Stored records

++++++++++++++++++++

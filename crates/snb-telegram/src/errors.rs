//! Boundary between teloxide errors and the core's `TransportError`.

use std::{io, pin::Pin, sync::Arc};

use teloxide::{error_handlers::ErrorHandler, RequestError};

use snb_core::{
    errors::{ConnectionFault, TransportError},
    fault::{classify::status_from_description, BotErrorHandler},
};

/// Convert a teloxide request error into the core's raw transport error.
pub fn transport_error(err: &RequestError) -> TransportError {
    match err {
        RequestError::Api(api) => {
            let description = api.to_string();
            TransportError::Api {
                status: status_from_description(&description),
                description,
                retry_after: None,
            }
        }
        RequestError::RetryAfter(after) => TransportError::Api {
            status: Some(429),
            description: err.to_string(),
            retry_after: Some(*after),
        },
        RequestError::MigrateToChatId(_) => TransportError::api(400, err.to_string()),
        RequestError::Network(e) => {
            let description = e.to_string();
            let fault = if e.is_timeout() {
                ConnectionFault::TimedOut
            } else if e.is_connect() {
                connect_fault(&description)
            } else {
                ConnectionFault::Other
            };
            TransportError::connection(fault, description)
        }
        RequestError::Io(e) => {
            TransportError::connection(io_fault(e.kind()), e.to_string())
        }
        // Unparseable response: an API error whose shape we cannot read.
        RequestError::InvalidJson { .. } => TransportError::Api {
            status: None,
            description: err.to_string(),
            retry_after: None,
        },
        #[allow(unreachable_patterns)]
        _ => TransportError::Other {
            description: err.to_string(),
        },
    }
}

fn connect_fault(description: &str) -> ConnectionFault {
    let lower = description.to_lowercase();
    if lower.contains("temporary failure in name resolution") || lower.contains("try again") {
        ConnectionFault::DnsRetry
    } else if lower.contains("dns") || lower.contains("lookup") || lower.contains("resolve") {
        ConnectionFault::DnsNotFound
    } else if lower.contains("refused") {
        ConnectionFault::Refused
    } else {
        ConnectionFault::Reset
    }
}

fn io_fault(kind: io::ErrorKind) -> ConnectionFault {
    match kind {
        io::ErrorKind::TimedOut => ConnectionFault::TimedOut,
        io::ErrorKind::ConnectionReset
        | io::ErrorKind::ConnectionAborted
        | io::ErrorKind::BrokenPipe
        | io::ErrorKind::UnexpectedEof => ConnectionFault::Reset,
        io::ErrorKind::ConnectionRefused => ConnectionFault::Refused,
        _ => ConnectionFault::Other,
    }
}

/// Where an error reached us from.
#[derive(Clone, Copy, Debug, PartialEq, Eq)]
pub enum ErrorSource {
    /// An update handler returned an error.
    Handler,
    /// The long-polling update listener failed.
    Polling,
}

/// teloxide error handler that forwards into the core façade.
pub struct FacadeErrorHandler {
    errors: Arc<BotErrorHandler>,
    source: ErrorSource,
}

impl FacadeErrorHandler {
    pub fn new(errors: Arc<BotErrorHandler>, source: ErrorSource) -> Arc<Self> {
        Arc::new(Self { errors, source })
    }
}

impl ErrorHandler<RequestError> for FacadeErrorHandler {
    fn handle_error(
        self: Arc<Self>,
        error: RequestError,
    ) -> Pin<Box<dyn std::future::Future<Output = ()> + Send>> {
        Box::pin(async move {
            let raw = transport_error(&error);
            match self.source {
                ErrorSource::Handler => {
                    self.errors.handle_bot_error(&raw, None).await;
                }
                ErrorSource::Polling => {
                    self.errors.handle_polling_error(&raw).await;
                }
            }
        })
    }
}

++++++++++++++++++++

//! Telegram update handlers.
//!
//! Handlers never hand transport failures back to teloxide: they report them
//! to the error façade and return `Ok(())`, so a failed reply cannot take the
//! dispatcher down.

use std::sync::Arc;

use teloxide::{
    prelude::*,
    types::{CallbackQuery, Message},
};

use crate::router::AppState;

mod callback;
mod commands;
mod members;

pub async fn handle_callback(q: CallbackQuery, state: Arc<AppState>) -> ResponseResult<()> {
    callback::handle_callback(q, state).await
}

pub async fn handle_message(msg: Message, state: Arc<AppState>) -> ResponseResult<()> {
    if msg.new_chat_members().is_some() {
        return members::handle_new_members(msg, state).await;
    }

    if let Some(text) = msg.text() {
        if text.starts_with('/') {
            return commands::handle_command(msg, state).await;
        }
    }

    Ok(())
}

++++++++++++++++++++

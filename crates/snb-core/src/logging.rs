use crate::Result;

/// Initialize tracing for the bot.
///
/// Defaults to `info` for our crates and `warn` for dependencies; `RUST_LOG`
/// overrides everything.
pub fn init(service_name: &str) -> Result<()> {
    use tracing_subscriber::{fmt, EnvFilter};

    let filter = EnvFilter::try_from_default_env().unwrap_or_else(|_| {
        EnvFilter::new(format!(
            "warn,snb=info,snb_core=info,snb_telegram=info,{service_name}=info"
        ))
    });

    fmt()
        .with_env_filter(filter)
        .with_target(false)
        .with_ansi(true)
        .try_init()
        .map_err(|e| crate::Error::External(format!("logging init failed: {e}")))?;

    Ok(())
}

++++++++++++++++++++

**WORK TO COMPLETE:** If a line in the records above includes the string "logging", copy it.

**SOLUTION TO THIS PROBLEM:**
filename crates/snb-core/src/logging.rs
        .map_err(|e| crate::Error::External(format!("logging init failed: {e}")))?;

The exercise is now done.